Task goal:
Some lines in the entries contain the word "FactorAnalysis". Copy all of them.

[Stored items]
==================================================

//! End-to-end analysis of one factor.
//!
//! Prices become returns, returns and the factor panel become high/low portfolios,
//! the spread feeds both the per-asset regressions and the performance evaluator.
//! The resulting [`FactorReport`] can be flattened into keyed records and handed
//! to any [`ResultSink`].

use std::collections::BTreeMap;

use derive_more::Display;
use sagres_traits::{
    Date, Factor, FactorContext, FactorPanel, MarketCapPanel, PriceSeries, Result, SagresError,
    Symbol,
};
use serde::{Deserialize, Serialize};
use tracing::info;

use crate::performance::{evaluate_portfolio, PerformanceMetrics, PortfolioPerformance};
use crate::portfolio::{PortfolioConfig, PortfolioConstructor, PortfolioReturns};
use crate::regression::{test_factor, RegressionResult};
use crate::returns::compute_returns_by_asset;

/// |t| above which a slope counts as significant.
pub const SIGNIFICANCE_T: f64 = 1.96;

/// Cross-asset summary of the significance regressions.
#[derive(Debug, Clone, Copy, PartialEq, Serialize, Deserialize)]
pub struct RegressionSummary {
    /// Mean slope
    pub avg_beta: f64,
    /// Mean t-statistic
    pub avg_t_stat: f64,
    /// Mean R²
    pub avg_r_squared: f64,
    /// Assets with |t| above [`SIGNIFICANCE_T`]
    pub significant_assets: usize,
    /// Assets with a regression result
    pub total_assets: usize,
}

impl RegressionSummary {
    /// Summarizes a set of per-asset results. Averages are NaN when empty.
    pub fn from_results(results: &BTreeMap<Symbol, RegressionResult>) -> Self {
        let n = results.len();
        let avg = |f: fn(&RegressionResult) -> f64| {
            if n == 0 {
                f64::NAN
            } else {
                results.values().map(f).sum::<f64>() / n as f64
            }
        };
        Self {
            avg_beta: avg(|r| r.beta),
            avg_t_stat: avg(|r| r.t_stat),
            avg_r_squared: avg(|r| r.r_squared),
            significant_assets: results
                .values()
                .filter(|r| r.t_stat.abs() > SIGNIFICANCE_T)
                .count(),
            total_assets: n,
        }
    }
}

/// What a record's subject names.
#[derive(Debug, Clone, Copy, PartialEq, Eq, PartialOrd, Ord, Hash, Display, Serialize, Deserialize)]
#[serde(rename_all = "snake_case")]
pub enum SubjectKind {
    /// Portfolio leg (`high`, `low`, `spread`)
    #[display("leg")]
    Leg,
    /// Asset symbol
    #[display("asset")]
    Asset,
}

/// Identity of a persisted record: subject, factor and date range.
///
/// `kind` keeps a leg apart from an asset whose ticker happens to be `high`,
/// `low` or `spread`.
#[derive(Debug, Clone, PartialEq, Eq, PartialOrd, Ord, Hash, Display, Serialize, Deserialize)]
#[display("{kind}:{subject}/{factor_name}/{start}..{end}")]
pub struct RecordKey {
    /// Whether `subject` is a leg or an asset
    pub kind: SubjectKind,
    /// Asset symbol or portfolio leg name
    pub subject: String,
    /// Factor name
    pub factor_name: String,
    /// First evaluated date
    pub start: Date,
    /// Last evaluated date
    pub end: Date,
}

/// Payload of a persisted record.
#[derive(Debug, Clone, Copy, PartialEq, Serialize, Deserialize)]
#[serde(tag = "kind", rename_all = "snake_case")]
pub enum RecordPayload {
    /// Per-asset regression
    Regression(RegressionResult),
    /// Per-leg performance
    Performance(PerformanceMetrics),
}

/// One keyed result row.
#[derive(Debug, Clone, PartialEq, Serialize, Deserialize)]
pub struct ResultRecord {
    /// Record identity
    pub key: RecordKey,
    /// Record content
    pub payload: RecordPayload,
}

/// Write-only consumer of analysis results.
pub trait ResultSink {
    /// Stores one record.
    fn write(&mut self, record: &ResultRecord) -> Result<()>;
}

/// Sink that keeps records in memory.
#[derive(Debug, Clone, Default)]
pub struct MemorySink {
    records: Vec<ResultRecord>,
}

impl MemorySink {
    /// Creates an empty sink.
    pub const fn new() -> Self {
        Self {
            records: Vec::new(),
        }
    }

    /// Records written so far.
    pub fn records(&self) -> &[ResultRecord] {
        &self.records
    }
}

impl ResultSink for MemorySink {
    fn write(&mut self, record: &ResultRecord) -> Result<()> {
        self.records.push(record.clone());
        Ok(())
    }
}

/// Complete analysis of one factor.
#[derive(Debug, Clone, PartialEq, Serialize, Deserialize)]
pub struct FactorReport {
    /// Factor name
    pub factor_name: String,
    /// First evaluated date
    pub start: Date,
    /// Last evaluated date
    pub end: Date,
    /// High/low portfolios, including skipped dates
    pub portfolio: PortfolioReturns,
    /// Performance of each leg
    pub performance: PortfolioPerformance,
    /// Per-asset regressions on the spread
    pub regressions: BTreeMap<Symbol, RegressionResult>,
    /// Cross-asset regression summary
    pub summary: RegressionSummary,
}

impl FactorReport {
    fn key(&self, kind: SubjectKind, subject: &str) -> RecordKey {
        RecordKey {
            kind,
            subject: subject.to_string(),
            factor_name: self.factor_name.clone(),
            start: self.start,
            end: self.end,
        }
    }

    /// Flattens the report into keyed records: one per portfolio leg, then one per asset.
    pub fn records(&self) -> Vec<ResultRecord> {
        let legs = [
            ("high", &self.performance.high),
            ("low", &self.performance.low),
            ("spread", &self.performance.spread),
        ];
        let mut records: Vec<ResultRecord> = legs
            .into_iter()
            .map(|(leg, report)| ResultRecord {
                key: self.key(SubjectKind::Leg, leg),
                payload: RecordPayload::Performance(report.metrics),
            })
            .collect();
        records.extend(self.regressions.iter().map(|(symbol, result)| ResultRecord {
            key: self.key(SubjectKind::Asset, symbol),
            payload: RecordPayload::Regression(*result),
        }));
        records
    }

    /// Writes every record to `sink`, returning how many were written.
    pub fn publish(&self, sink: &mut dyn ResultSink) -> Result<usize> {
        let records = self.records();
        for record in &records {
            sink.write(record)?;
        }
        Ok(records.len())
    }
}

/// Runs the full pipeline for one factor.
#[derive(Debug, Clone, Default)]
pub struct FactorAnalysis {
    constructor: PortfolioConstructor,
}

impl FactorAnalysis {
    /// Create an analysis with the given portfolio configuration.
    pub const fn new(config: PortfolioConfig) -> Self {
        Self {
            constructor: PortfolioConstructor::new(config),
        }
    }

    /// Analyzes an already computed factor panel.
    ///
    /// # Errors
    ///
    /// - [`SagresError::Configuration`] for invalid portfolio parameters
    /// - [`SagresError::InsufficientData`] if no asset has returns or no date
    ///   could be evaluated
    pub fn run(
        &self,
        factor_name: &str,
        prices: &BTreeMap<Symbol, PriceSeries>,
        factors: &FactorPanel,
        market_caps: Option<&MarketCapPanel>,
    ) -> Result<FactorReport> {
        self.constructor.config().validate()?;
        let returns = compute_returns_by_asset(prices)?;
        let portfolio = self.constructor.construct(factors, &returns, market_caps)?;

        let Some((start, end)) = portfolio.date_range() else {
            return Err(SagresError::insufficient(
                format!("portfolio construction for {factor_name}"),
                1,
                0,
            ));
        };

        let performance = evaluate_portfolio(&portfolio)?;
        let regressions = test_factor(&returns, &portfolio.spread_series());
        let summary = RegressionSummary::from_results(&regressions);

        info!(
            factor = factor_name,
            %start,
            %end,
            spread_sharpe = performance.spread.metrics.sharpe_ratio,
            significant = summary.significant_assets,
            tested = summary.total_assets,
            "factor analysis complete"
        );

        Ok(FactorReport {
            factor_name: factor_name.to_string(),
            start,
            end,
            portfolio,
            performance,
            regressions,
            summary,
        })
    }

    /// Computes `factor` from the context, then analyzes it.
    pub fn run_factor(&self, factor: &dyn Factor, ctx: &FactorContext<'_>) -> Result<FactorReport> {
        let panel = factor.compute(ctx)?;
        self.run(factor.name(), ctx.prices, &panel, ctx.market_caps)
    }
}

==================================================

Exercise response:
pub struct FactorAnalysis {
impl FactorAnalysis {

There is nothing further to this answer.